Comenzó como un niño débil y enfermizo cuyos padres lo llevaron a un maestro de karate llamado Yasutsune Itosu para que lo entrenara. Gracias a los remedios herbales de un médico y las instrucciones de Yasutsune Itosu, Gichin Funakoshi pronto floreció. Se convirtió en un buen estudiante de kárate y desarrolló experiencia física y una mente disciplinada. El destacado estudiante Funakoshi dio la primera demostración pública de karate en 1917 en Kioto, Japón.

Cuando se mudó a Japón cinco años después, se quedó con otros habitantes de Okinawa en un dormitorio de estudiantes en Tokio. Vivía en una pequeña habitación al lado de la entrada y limpiaba el dormitorio durante el día cuando los estudiantes estaban en clase. Por la noche, les enseñaba karate. Después de poco tiempo, había ganado suficiente dinero para abrir un dojo. Funakoshi comenzó a visitar el Shichi Tokudo, un cuartel ubicado en los terrenos del palacio, cada dos días para enseñar y siempre estuvo acompañado por Hidenori Otsuka, uno de sus estudiantes más brillantes.

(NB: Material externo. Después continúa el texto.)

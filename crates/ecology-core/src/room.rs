//! Rooms.
//!
//! A room is a named channel of an ecology owning one [`EventBroadcaster`].
//! Events published on it are wrapped with the room name and the room channel
//! kind and queued for the topology.

use ecology_protocol::{EcologyMessage, Value};
use std::sync::Arc;
use tokio::sync::mpsc;
use tracing::trace;

use crate::event::{validate_name, EventBroadcaster, EventError, MessageForwarder};

/// Channel kind of room messages, the last argument on the wire.
pub const ROOM_CHANNEL: i32 = 0;

/// A named room.
#[derive(Debug)]
pub struct Room {
    name: String,
    broadcaster: EventBroadcaster,
}

impl Room {
    pub(crate) fn new(
        name: &str,
        outbound: mpsc::UnboundedSender<EcologyMessage>,
    ) -> Result<Self, EventError> {
        validate_name(name).map_err(EventError::InvalidRoomName)?;

        let forwarder = RoomForwarder {
            room: name.to_string(),
            outbound,
        };
        Ok(Self {
            name: name.to_string(),
            broadcaster: EventBroadcaster::with_forwarder(Arc::new(forwarder)),
        })
    }

    #[must_use]
    pub fn name(&self) -> &str {
        &self.name
    }

    #[must_use]
    pub fn event_broadcaster(&self) -> &EventBroadcaster {
        &self.broadcaster
    }

    pub fn event_broadcaster_mut(&mut self) -> &mut EventBroadcaster {
        &mut self.broadcaster
    }

    /// Handle a room message whose room name and channel kind were already
    /// popped.
    pub(crate) fn on_message(&self, message: EcologyMessage) -> Result<(), EventError> {
        self.broadcaster.on_room_message(message)
    }
}

struct RoomForwarder {
    room: String,
    outbound: mpsc::UnboundedSender<EcologyMessage>,
}

impl MessageForwarder for RoomForwarder {
    fn forward(&self, arguments: Vec<Value>) {
        let mut message = EcologyMessage::new(arguments);
        message.add_argument(self.room.as_str());
        message.add_argument(ROOM_CHANNEL);
        if self.outbound.send(message).is_err() {
            trace!(room = %self.room, "Ecology gone, dropping event");
        }
    }
}

#[cfg(test)]
mod tests {
    use super::*;

    #[test]
    fn test_room_wraps_published_events() {
        let (tx, mut rx) = mpsc::unbounded_channel();
        let room = Room::new("lobby", tx).unwrap();

        room.event_broadcaster()
            .publish("tap", vec![Value::from(1)])
            .unwrap();

        let mut message = rx.try_recv().unwrap();
        assert_eq!(message.fetch_argument(), Some(Value::from(ROOM_CHANNEL)));
        assert_eq!(message.fetch_argument(), Some(Value::from("lobby")));
        assert_eq!(message.fetch_argument(), Some(Value::from("tap")));
        assert_eq!(message.fetch_argument(), Some(Value::from(1)));
        assert!(message.is_empty());
    }

    #[test]
    fn test_room_name_validation() {
        let (tx, _rx) = mpsc::unbounded_channel();
        assert!(matches!(
            Room::new("", tx.clone()),
            Err(EventError::InvalidRoomName(_))
        ));
        assert!(Room::new("bad\tname", tx).is_err());
    }
}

En 1927, tres estudiantes de último año decidieron que la práctica de kata en la que se habían estado concentrando no era suficiente. Introdujeron jiyu kumite (lucha libre) en su entrenamiento, por lo que crearon ropa protectora y usaron máscaras de kendo para protegerse la cara de golpes duros. Funakoshi se enteró de estos combates y, cuando no pudo disuadirlos -los consideró menospreciadores del arte del karate- dejó de venir al Shichi Tokudo. Concéntrese en Kata Funakoshi siempre creyó que el kata era el secreto para convertirse en experto en karate. Cuando se mudó a Japón, trajo 16 kata con él: cinco pinan y tres naihanchi, junto con kushanku dai, kushanku sho, seisan, patsai, wanshu, chinto, jutte y jion.

Hizo que los estudiantes practicaran las formas pinan y naihanchi durante al menos tres años antes de permitirles progresar al kata más avanzado. El entrenamiento repetitivo valió la pena, sin embargo, porque sus estudiantes desarrollaron el karate más preciso y exacto enseñado en cualquier lugar. quotefancy.com Aunque era sincero sobre la enseñanza del arte, Funakoshi tenía su parte de críticos que desdeñaban su énfasis en el kata y criticaban lo que creían que era un karate “suave” que desperdiciaba demasiado tiempo. Funakoshi seguía haciendo que sus estudiantes se concentraran en su kata. Metas más altas Funakoshi siempre fue un hombre humilde.

No predicaba la humildad de la virtud, sino la humildad básica de un hombre que está enraizado en la verdadera perspectiva de las cosas, lleno de vida y conciencia. Vivía en paz consigo mismo y con sus semejantes. Cada vez que se menciona el nombre de Gichin Funakoshi, recuerda la parábola de “Un hombre de Tao y un hombrecito”. Como se dice, un estudiante preguntó una vez: “¿Cuál es la diferencia entre un hombre de Tao y un hombrecito?” El maestro responde: “Es simple. Cuando el hombrecito recibe su primer dan, no puede esperar para correr a casa y decirle a todos que hizo su primer dan. Al recibir su segundo dan, subirá al techo y gritará a la gente. Al recibir su tercer dan, se subirá a su automóvil y desfilará por la ciudad con el claxon sonando, contándoles a todos “. El sensei continúa: “Cuando el hombre de Tao reciba su primer dan, inclinará la cabeza en agradecimiento. Al recibir su segundo dan, inclinará la cabeza y los hombros. Al recibir su tercer dan, se inclinará por la cintura y caminará silenciosamente junto a la pared para que la gente no lo vea ni lo note “. Funakoshi era un hombre de Tao. No puso énfasis en competiciones, récords o campeonatos. En cambio, enfatizó la autoperfección. Creía en la decencia y el respeto comunes que un ser humano le debe a otro. Fue un maestro de maestros. Funakoshi murió en 1957 a los 88 años, después de hacer humildemente una tremenda contribución al arte del karate.